ASSIGNMENT: Report each line of the entries that contains the word "PathBuf", copied in full.

PROVIDED DATA:

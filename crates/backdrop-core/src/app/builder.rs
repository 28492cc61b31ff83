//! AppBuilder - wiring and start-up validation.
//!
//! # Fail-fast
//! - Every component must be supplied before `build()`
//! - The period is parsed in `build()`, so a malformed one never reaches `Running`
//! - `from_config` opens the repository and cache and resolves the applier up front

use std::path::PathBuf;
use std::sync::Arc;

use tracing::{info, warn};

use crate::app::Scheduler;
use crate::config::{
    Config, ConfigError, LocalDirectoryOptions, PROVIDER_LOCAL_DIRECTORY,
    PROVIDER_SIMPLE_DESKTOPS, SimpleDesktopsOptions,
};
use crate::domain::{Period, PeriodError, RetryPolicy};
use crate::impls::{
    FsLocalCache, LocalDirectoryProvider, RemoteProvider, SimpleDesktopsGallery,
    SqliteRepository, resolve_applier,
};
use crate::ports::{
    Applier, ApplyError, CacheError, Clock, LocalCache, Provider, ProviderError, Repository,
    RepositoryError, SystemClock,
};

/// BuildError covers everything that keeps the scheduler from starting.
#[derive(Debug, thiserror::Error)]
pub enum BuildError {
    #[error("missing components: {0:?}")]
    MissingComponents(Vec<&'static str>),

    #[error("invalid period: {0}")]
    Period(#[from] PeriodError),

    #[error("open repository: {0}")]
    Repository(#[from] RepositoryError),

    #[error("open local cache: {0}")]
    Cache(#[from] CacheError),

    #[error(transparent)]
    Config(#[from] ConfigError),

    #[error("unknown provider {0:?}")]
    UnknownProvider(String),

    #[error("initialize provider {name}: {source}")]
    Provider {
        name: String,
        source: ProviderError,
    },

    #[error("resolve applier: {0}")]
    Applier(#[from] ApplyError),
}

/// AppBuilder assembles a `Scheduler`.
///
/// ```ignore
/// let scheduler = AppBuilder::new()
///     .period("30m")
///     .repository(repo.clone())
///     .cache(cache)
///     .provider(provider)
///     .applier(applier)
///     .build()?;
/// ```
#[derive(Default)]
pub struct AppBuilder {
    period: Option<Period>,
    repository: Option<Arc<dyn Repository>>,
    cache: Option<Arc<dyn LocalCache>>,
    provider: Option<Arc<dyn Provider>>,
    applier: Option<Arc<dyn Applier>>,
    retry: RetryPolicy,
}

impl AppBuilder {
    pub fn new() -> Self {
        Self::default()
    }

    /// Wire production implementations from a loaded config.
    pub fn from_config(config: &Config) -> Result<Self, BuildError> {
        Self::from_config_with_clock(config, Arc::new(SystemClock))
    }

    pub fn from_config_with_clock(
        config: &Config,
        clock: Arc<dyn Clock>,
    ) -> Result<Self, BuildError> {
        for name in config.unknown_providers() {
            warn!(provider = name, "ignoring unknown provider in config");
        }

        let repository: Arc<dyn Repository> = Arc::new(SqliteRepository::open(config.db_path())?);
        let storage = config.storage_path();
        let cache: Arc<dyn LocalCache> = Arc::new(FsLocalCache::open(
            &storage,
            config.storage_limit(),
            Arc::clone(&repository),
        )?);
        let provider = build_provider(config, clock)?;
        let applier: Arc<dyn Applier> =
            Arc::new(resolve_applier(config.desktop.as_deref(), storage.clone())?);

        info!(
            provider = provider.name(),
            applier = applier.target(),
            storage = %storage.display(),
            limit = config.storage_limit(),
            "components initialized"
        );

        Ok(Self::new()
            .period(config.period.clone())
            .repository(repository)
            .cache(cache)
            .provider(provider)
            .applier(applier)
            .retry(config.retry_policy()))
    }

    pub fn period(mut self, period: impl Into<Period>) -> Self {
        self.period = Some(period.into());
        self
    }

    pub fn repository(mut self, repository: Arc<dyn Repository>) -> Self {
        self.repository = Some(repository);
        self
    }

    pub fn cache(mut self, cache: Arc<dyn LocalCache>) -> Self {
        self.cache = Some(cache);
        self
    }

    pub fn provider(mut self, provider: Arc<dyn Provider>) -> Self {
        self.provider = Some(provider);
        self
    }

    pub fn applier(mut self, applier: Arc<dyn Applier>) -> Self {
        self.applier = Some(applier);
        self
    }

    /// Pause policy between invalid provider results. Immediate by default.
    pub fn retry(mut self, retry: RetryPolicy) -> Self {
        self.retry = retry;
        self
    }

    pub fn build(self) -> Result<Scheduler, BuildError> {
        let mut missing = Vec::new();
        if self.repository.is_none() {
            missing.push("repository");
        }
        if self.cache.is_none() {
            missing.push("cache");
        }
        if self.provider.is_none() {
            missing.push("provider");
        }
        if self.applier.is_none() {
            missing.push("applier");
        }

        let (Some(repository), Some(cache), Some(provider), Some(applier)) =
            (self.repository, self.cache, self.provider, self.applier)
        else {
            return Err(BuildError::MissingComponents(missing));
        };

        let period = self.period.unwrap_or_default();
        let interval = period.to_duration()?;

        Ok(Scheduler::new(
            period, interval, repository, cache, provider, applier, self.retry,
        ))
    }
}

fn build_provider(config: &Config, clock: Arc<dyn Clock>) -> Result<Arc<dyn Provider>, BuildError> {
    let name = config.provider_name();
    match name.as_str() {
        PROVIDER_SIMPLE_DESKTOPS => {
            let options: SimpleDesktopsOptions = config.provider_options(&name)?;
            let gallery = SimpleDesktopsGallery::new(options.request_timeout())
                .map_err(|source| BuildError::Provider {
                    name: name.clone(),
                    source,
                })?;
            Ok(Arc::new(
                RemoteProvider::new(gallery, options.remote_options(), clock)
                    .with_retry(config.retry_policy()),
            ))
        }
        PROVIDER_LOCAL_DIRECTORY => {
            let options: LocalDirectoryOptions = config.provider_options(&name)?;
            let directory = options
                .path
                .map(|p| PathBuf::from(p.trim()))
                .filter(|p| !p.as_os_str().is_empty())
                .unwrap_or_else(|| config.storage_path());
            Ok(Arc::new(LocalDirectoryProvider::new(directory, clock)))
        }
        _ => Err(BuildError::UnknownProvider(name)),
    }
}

REPLY TO THE TASK:
use std::path::PathBuf;
                .map(|p| PathBuf::from(p.trim()))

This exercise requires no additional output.